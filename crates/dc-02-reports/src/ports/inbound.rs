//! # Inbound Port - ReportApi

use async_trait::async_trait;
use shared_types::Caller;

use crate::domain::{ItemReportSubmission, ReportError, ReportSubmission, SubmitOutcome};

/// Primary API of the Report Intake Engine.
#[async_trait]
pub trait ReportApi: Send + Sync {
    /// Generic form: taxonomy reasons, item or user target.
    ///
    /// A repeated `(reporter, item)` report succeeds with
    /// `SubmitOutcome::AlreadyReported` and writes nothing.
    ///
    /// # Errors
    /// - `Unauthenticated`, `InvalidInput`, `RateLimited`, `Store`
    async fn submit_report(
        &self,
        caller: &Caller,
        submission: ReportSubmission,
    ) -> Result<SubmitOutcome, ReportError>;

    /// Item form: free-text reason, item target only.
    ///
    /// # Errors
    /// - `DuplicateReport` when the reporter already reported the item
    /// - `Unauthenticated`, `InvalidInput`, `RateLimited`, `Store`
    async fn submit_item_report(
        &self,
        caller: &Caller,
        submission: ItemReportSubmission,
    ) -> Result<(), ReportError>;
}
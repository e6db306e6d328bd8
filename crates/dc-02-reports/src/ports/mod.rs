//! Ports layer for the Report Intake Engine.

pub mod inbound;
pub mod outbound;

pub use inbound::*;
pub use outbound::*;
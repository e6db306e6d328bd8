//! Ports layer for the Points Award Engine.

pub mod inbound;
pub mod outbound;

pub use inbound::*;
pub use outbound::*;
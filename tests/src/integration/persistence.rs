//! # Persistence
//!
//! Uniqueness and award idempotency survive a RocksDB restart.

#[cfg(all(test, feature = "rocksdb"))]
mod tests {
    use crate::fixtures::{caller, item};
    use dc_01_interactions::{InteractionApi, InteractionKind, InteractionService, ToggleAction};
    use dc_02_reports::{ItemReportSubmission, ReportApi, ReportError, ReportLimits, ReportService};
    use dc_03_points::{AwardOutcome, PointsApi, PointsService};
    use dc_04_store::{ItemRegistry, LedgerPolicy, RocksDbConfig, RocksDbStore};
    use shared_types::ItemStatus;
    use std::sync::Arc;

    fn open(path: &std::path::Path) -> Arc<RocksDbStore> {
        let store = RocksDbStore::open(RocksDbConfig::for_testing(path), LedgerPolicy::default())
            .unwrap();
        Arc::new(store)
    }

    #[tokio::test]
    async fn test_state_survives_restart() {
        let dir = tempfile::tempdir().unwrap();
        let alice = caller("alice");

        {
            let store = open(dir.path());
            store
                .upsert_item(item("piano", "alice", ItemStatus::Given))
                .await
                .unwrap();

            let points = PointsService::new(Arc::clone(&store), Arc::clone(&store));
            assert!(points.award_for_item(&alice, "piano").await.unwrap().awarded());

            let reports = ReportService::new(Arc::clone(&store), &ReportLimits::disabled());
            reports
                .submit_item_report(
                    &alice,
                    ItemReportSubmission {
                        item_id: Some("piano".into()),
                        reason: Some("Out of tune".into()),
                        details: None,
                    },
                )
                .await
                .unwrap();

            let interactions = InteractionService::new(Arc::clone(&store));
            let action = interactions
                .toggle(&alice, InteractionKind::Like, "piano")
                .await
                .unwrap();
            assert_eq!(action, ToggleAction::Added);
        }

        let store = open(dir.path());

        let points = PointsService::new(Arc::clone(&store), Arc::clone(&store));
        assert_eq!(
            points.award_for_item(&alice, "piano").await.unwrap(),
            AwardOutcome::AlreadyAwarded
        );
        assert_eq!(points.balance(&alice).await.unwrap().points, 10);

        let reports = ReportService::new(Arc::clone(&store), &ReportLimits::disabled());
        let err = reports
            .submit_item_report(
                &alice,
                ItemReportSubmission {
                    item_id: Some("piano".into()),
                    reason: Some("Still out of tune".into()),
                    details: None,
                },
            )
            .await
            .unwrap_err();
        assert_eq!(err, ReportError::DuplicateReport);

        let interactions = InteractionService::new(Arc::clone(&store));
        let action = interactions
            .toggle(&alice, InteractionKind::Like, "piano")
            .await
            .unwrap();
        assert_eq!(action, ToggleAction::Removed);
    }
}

* * *

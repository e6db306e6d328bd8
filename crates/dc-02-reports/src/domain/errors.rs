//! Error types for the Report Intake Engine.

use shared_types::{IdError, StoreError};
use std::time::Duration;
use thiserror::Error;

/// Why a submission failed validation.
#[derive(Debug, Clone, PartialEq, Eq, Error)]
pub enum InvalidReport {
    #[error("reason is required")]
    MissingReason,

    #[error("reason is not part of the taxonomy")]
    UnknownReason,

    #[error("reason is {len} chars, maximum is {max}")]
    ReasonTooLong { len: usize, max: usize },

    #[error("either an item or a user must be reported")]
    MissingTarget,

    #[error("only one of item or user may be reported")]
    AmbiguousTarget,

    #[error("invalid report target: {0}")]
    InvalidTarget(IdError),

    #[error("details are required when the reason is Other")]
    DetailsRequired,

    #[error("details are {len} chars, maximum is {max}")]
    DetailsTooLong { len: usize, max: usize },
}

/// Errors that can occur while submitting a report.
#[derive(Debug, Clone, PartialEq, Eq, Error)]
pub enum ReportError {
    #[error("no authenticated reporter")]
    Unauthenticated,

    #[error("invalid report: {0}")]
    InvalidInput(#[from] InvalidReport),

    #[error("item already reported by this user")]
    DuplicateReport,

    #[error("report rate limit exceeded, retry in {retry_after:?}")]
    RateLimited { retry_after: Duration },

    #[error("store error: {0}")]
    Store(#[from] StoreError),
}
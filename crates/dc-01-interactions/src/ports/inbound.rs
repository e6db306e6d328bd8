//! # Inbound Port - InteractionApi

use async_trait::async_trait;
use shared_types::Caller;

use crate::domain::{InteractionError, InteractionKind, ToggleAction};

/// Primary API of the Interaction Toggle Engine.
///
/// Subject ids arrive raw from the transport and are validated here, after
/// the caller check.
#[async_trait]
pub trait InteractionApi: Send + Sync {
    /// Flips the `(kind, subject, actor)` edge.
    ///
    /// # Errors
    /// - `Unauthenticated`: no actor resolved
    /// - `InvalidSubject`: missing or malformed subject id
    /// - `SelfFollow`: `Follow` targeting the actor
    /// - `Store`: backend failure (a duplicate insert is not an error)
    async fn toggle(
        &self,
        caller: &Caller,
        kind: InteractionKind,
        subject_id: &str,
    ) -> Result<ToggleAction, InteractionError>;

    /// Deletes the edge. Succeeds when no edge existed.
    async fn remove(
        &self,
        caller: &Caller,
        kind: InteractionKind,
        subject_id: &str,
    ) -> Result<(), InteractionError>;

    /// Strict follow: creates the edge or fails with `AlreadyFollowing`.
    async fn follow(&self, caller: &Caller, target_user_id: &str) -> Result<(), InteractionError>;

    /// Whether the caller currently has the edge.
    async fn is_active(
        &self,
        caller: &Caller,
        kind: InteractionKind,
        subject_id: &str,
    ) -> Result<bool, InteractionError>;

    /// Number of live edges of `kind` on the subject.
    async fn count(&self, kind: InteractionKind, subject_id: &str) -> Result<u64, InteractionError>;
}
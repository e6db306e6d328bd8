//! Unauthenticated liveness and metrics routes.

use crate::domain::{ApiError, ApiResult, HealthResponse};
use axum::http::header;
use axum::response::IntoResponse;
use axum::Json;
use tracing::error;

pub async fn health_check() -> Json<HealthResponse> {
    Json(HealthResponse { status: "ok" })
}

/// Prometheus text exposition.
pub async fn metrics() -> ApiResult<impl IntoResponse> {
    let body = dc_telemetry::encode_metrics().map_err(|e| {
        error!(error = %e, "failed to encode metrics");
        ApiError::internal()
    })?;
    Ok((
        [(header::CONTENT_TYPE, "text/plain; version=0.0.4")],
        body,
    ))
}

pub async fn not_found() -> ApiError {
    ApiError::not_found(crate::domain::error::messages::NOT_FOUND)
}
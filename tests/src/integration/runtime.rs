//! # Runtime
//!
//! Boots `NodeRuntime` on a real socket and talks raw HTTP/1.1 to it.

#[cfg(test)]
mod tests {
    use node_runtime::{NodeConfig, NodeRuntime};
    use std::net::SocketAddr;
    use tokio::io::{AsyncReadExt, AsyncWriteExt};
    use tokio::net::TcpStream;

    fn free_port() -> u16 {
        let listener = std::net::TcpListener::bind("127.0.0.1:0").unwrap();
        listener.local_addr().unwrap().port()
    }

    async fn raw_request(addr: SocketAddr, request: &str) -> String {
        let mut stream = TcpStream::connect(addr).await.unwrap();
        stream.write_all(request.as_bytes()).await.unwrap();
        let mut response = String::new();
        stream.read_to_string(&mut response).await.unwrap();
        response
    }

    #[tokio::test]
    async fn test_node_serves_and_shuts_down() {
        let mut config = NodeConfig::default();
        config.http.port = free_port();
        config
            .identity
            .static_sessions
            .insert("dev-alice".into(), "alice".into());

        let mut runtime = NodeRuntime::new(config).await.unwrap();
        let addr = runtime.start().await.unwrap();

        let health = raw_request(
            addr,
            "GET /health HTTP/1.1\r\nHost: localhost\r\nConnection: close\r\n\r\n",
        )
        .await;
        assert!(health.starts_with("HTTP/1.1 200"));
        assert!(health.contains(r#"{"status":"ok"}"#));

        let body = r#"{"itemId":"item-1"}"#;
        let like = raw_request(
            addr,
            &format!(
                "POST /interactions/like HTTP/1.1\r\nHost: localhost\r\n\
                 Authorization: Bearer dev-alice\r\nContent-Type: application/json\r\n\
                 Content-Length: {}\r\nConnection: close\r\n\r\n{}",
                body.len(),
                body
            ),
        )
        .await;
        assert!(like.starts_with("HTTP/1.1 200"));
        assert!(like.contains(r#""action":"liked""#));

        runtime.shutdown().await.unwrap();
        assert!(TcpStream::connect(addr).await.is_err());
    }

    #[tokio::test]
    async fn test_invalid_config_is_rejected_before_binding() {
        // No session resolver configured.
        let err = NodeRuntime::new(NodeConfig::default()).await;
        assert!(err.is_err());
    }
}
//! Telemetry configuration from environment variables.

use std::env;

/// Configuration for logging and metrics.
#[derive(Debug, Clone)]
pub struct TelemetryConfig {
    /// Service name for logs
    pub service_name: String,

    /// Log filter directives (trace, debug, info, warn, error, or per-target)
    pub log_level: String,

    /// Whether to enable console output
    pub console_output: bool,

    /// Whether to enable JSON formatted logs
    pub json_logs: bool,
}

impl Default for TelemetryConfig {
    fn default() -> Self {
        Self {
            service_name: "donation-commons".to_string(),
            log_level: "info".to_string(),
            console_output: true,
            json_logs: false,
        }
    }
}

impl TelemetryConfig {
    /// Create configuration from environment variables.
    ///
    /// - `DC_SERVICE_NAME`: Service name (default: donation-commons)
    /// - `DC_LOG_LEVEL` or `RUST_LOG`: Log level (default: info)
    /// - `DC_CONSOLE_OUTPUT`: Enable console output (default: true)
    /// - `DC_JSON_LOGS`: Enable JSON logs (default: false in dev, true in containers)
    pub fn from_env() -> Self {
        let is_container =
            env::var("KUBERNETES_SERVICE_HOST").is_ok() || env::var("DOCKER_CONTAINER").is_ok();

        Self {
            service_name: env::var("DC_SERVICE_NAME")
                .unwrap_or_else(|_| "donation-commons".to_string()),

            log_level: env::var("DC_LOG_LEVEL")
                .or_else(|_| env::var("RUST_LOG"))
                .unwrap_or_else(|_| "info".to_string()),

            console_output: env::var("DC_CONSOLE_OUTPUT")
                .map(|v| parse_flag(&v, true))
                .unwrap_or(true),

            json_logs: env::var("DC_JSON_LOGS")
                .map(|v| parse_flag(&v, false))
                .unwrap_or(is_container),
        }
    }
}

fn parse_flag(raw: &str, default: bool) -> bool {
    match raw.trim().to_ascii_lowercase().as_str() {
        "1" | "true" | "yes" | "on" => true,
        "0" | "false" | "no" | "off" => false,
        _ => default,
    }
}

* * *

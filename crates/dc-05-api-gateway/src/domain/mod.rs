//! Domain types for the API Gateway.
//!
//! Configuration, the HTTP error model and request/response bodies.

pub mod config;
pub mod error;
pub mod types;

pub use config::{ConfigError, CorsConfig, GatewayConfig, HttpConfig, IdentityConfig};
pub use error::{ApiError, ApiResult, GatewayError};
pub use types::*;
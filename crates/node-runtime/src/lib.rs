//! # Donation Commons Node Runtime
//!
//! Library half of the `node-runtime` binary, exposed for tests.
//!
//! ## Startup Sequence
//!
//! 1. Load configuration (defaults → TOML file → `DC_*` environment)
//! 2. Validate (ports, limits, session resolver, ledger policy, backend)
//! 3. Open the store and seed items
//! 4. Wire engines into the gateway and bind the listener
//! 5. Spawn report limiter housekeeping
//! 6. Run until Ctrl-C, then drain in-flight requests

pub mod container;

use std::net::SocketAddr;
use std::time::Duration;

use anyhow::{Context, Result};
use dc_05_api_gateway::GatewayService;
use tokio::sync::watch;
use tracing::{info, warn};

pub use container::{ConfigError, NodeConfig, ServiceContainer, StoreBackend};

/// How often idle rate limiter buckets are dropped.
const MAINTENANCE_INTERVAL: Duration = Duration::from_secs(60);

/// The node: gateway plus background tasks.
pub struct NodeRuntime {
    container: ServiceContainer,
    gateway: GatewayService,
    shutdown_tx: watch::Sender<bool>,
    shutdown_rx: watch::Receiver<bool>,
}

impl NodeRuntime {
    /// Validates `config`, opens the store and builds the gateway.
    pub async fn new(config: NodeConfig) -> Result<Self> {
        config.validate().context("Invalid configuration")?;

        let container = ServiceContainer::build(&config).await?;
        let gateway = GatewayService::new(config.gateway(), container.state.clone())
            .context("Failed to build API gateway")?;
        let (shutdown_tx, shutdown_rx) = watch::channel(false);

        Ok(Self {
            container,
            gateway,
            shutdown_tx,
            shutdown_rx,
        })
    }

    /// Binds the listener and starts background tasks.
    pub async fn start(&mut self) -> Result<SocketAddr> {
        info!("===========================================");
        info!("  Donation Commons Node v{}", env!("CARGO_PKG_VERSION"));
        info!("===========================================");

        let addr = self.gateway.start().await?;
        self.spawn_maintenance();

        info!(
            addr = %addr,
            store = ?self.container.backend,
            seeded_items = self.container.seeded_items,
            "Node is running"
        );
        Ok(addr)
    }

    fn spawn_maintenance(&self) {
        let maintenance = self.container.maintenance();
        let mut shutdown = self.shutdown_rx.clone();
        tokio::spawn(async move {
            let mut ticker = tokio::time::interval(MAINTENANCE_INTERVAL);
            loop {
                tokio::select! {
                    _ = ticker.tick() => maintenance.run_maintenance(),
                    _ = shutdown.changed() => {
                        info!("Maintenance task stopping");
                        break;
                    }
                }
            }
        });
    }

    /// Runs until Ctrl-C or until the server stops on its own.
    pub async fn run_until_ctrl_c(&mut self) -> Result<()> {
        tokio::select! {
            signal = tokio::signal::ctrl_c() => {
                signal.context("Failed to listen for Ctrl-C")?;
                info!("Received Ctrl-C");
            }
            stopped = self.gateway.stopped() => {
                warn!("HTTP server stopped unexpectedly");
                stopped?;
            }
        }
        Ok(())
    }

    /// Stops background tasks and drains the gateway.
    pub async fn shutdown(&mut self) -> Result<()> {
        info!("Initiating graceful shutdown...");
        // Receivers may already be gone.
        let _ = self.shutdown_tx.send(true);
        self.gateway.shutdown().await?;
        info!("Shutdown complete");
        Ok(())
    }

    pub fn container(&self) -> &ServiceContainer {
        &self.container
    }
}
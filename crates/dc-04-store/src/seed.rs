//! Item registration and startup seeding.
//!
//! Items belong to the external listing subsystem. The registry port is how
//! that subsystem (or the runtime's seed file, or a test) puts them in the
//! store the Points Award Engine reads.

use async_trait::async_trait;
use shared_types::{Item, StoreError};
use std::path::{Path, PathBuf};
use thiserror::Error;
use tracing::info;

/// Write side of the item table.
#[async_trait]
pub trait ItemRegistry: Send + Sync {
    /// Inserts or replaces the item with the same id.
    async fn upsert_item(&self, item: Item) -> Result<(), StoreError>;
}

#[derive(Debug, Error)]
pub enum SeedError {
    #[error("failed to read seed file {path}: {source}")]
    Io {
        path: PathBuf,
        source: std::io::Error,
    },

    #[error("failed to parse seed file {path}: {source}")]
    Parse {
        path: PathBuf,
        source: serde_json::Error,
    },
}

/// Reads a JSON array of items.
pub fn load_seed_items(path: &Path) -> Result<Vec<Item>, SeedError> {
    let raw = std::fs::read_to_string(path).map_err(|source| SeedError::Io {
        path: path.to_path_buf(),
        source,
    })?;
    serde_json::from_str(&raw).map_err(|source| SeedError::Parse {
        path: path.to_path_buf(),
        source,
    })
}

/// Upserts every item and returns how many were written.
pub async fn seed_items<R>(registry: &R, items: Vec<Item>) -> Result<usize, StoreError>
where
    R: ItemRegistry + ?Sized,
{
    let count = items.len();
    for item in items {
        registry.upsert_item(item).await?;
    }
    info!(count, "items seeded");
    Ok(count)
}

**Your objective:**
Report how many lines above hold "InteractionApi", number only.

**Exercise solution:**
3